# [Task objective]
Please show all lines of the records that include "wrapped".

# [Data extracts]
/// Register handlers for the standard YAML 1.1 tag set.
fn register_base_tags(handlers: &mut HashMap<String, TagHandler>) {
    // registered as closures: the handler type is higher-ranked over the
    // constructor's lifetime, which the plain method fn items are not
    let entries: &[(&str, TagHandler)] = &[
        (resolver::TAG_NULL, |c, n| c.construct_yaml_null(n)),
        (resolver::TAG_BOOL, |c, n| c.construct_yaml_bool(n)),
        (resolver::TAG_INT, |c, n| c.construct_yaml_int(n)),
        (resolver::TAG_FLOAT, |c, n| c.construct_yaml_float(n)),
        (resolver::TAG_STR, |c, n| c.construct_yaml_str(n)),
        ("tag:yaml.org,2002:value", |c, n| c.construct_yaml_str(n)),
        (resolver::TAG_TIMESTAMP, |c, n| c.construct_yaml_timestamp(n)),
        ("tag:yaml.org,2002:binary", |c, n| c.construct_yaml_binary(n)),
        ("tag:yaml.org,2002:set", |c, n| c.construct_yaml_set(n)),
        ("tag:yaml.org,2002:omap", |c, n| c.construct_yaml_omap(n)),
        ("tag:yaml.org,2002:pairs", |c, n| c.construct_yaml_pairs(n)),
        (resolver::TAG_SEQ, |c, n| c.construct_yaml_seq(n)),
        (resolver::TAG_MAP, |c, n| c.construct_yaml_map(n)),
    ];
    for (tag, handler) in entries {
        handlers.insert((*tag).to_string(), *handler);
    }
}

/// Register the extended tag set: base tags first, custom tags layered on
/// top. Ordering matters — a later registration may override an earlier one.
fn register_extended_tags(handlers: &mut HashMap<String, TagHandler>) {
    register_base_tags(handlers);
    handlers.insert(TAG_UNSAFE.to_string(), (|c, n| c.construct_unsafe(n)) as TagHandler);
    handlers.insert(TAG_VAULT.to_string(), (|c, n| c.construct_vault(n)) as TagHandler);
    handlers.insert(
        TAG_VAULT_ENCRYPTED.to_string(),
        (|c, n| c.construct_vault_encrypted(n)) as TagHandler,
    );
}

/// Per-parse constructor state.
pub(crate) struct Constructor<'a> {
    handlers: HashMap<String, TagHandler>,
    policy: DuplicateKeyPolicy,
    trust: TrustTracker,
    base: Origin,
    sink: &'a dyn WarningSink,
}

impl<'a> Constructor<'a> {
    /// A constructor handling only the standard tag set.
    pub fn generic(
        policy: DuplicateKeyPolicy,
        trusted_source: bool,
        base: Origin,
        sink: &'a dyn WarningSink,
    ) -> Self {
        let mut handlers = HashMap::new();
        register_base_tags(&mut handlers);
        Self {
            handlers,
            policy,
            trust: TrustTracker::new(trusted_source),
            base,
            sink,
        }
    }

    /// A constructor handling the standard tags plus the custom tag set.
    pub fn extended(
        policy: DuplicateKeyPolicy,
        trusted_source: bool,
        base: Origin,
        sink: &'a dyn WarningSink,
    ) -> Self {
        let mut handlers = HashMap::new();
        register_extended_tags(&mut handlers);
        Self {
            handlers,
            policy,
            trust: TrustTracker::new(trusted_source),
            base,
            sink,
        }
    }

    /// Construct the document value from the composed root, or a null
    /// document carrying the base Origin when the stream held no content.
    pub fn construct_document(&self, root: Option<&Node>) -> Result<TaggedValue, Failure> {
        match root {
            Some(node) => self.construct_object(node),
            None => Ok(Tagged::new(Value::Null).with_tags(TagSet::from_origin(self.base.clone()))),
        }
    }

    /// Construct one node: resolve its tag, dispatch to the handler.
    pub fn construct_object(&self, node: &Node) -> Result<TaggedValue, Failure> {
        let tag = match &node.tag {
            Some(tag) => tag.as_str(),
            None => resolver::resolve(node),
        };
        match self.handlers.get(tag) {
            Some(handler) => handler(self, node),
            None => Err(Failure::syntax_at(
                node.pos,
                format!("could not determine a constructor for the tag {tag:?}"),
            )),
        }
    }

    /// The Origin for a node: grammar positions are 0-based, so both line
    /// and column get +1, and the line is offset by the document's base line.
    fn origin(&self, pos: Pos) -> Origin {
        Origin::new(
            self.base.path().map(str::to_string),
            self.base.line_num() + pos.line0,
            Some(pos.col0 + 1),
        )
    }

    fn origin_tags(&self, pos: Pos) -> TagSet {
        TagSet::from_origin(self.origin(pos))
    }

    fn scalar_text<'n>(&self, node: &'n Node) -> Result<&'n str, Failure> {
        match &node.kind {
            NodeKind::Scalar { value, .. } => Ok(value),
            NodeKind::Sequence(_) => Err(Failure::syntax_at(
                node.pos,
                "expected a scalar node, but found a sequence",
            )),
            NodeKind::Mapping(_) => Err(Failure::syntax_at(
                node.pos,
                "expected a scalar node, but found a mapping",
            )),
        }
    }

    // ---- standard tag handlers -------------------------------------------

    fn construct_yaml_null(&self, node: &Node) -> Result<TaggedValue, Failure> {
        self.scalar_text(node)?;
        Ok(Tagged::new(Value::Null).with_tags(self.origin_tags(node.pos)))
    }

    fn construct_yaml_bool(&self, node: &Node) -> Result<TaggedValue, Failure> {
        let text = self.scalar_text(node)?;
        let value = match text.to_ascii_lowercase().as_str() {
            "yes" | "true" | "on" => true,
            "no" | "false" | "off" => false,
            _ => {
                return Err(Failure::syntax_at(
                    node.pos,
                    format!("invalid boolean scalar {text:?}"),
                ));
            }
        };
        Ok(Tagged::new(Value::Bool(value)).with_tags(self.origin_tags(node.pos)))
    }

    fn construct_yaml_int(&self, node: &Node) -> Result<TaggedValue, Failure> {
        let text = self.scalar_text(node)?;
        let value = resolver::parse_int(text).ok_or_else(|| {
            Failure::syntax_at(node.pos, format!("invalid integer scalar {text:?}"))
        })?;
        Ok(Tagged::new(Value::Int(value)).with_tags(self.origin_tags(node.pos)))
    }

    fn construct_yaml_float(&self, node: &Node) -> Result<TaggedValue, Failure> {
        let text = self.scalar_text(node)?;
        let value = resolver::parse_float(text).ok_or_else(|| {
            Failure::syntax_at(node.pos, format!("invalid float scalar {text:?}"))
        })?;
        Ok(Tagged::new(Value::Float(value)).with_tags(self.origin_tags(node.pos)))
    }

    fn construct_yaml_timestamp(&self, node: &Node) -> Result<TaggedValue, Failure> {
        let text = self.scalar_text(node)?;
        if !resolver::is_timestamp(text) {
            return Err(Failure::syntax_at(
                node.pos,
                format!("invalid timestamp scalar {text:?}"),
            ));
        }
        Ok(Tagged::new(Value::Timestamp(text.to_string())).with_tags(self.origin_tags(node.pos)))
    }

    /// Strings are the only values that can carry the trust marker. Mapping
    /// keys go through this same path, so keys are marked exactly like
    /// values; downstream consumers rely on that.
    fn construct_yaml_str(&self, node: &Node) -> Result<TaggedValue, Failure> {
        let text = self.scalar_text(node)?;
        let mut tags = self.origin_tags(node.pos);
        if self.trust.grants_trust() {
            tags = tags.with_trusted_as_template();
        }
        Ok(Tagged::new(Value::Str(text.to_string())).with_tags(tags))
    }

    fn construct_yaml_binary(&self, node: &Node) -> Result<TaggedValue, Failure> {
        let text = self.scalar_text(node)?;
        let compact: String = text.chars().filter(|c| !c.is_whitespace()).collect();
        let bytes = BASE64.decode(compact.as_bytes()).map_err(|err| {
            Failure::syntax_at(node.pos, format!("failed to decode base64 data: {err}"))
        })?;
        Ok(Tagged::new(Value::Binary(bytes)).with_tags(self.origin_tags(node.pos)))
    }

    fn construct_yaml_seq(&self, node: &Node) -> Result<TaggedValue, Failure> {
        let NodeKind::Sequence(items) = &node.kind else {
            return Err(Failure::syntax_at(
                node.pos,
                "expected a sequence node",
            ));
        };
        let items = items
            .iter()
            .map(|item| self.construct_object(item))
            .collect::<Result<Vec<_>, _>>()?;
        Ok(Tagged::new(Value::Seq(items)).with_tags(self.origin_tags(node.pos)))
    }

    fn construct_yaml_map(&self, node: &Node) -> Result<TaggedValue, Failure> {
        self.construct_mapping(node)
    }

    /// Sets are mappings with null values; the constructed value is the
    /// sequence of members.
    fn construct_yaml_set(&self, node: &Node) -> Result<TaggedValue, Failure> {
        let NodeKind::Mapping(entries) = &node.kind else {
            return Err(Failure::syntax_at(node.pos, "expected a mapping node"));
        };
        let members = entries
            .iter()
            .map(|(key, _)| self.construct_object(key))
            .collect::<Result<Vec<_>, _>>()?;
        Ok(Tagged::new(Value::Seq(members)).with_tags(self.origin_tags(node.pos)))
    }

    fn construct_yaml_omap(&self, node: &Node) -> Result<TaggedValue, Failure> {
        self.sink.deprecation(
            "the !!omap tag is deprecated; use an ordinary mapping instead",
            None,
            Some(&self.origin(node.pos)),
            None,
        );
        self.construct_pairs(node, "an ordered mapping")
    }

    fn construct_yaml_pairs(&self, node: &Node) -> Result<TaggedValue, Failure> {
        self.sink.deprecation(
            "the !!pairs tag is deprecated; use an ordinary mapping instead",
            None,
            Some(&self.origin(node.pos)),
            None,
        );
        self.construct_pairs(node, "pairs")
    }

    /// omap/pairs: a sequence of single-entry mappings, constructed to a
    /// sequence of `[key, value]` pairs. The outer sequence and every pair
    /// carry an Origin.
    fn construct_pairs(&self, node: &Node, what: &str) -> Result<TaggedValue, Failure> {
        let NodeKind::Sequence(items) = &node.kind else {
            return Err(Failure::syntax_at(
                node.pos,
                format!("expected a sequence node while constructing {what}"),
            ));
        };
        let mut pairs = Vec::with_capacity(items.len());
        for item in items {
            let NodeKind::Mapping(entries) = &item.kind else {
                return Err(Failure::syntax_at(
                    item.pos,
                    format!("expected a mapping of length 1 while constructing {what}"),
                ));
            };
            let [(key_node, value_node)] = entries.as_slice() else {
                return Err(Failure::syntax_at(
                    item.pos,
                    format!("expected a single mapping item while constructing {what}"),
                ));
            };
            let key = self.construct_object(key_node)?;
            let value = self.construct_object(value_node)?;
            pairs.push(
                Tagged::new(Value::Seq(vec![key, value])).with_tags(self.origin_tags(item.pos)),
            );
        }
        Ok(Tagged::new(Value::Seq(pairs)).with_tags(self.origin_tags(node.pos)))
    }

    fn construct_mapping(&self, node: &Node) -> Result<TaggedValue, Failure> {
        let NodeKind::Mapping(raw_entries) = &node.kind else {
            return Err(Failure::syntax_at(node.pos, "expected a mapping node"));
        };

        let mut entries: Vec<(TaggedValue, TaggedValue)> = Vec::with_capacity(raw_entries.len());
        for (key_node, value_node) in raw_entries {
            let key = self.construct_object(key_node)?;
            if !key.value().is_hashable_key() {
                return Err(Failure::syntax_at(
                    key_node.pos,
                    "found an unhashable key in a mapping",
                ));
            }
            let value = self.construct_object(value_node)?;

            // structural comparison against the keys seen so far; this
            // handles non-string keys (ints, timestamps, null) uniformly
            let seen = entries
                .iter()
                .position(|(existing, _)| existing.value() == key.value());
            match seen {
                None => entries.push((key, value)),
                Some(index) => {
                    match self.policy {
                        DuplicateKeyPolicy::Error => {
                            return Err(Failure::structural(
                                format!(
                                    "duplicate mapping key {}",
                                    key.value().describe_key()
                                ),
                                self.origin(key_node.pos),
                            ));
                        }
                        DuplicateKeyPolicy::Warn => {
                            self.sink.warning(
                                &format!(
                                    "found a duplicate mapping key {}; using the last defined value only",
                                    key.value().describe_key()
                                ),
                                Some(&self.origin(key_node.pos)),
                            );
                        }
                        DuplicateKeyPolicy::Ignore => {}
                    }
                    // last wins, at the first occurrence's position
                    entries[index].1 = value;
                }
            }
        }
        Ok(Tagged::new(Value::Map(entries)).with_tags(self.origin_tags(node.pos)))
    }

    // ---- custom tag handlers ---------------------------------------------

    /// `!unsafe`: suppress the trust marker for the whole subtree. The node
    /// is re-resolved with its tag cleared and constructed eagerly inside
    /// the scope, so the depth counter brackets every nested string.
    fn construct_unsafe(&self, node: &Node) -> Result<TaggedValue, Failure> {
        let _scope = self.trust.enter_unsafe();
        self.construct_object(&node.untagged())
    }

    fn construct_vault(&self, node: &Node) -> Result<TaggedValue, Failure> {
        self.construct_encrypted(node, TAG_VAULT)
    }

    fn construct_vault_encrypted(&self, node: &Node) -> Result<TaggedValue, Failure> {
        self.sink.deprecation(
            "the !vault-encrypted tag is deprecated; use !vault instead",
            None,
            Some(&self.origin(node.pos)),
            None,
        );
        self.construct_encrypted(node, TAG_VAULT_ENCRYPTED)
    }

    /// `!vault`: the tagged node must construct to a string; the ciphertext
    /// is wrapped as an encrypted string carrying all of the source value's
    /// tags.
    fn construct_encrypted(&self, node: &Node, tag_name: &str) -> Result<TaggedValue, Failure> {
        let inner = self.construct_object(&node.untagged())?;
        let Value::Str(ciphertext) = inner.value() else {
            return Err(Failure::structural(
                format!("the {tag_name} tag requires a string value"),
                self.origin(node.pos),
            ));
        };
        let wrapped = Tagged::new(Value::Encrypted(EncryptedString::new(ciphertext.clone())));
        Ok(wrapped.copying_tags_from(&inner))
    }
}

# [Completed task]
    /// is wrapped as an encrypted string carrying all of the source value's
        let wrapped = Tagged::new(Value::Encrypted(EncryptedString::new(ciphertext.clone())));
        Ok(wrapped.copying_tags_from(&inner))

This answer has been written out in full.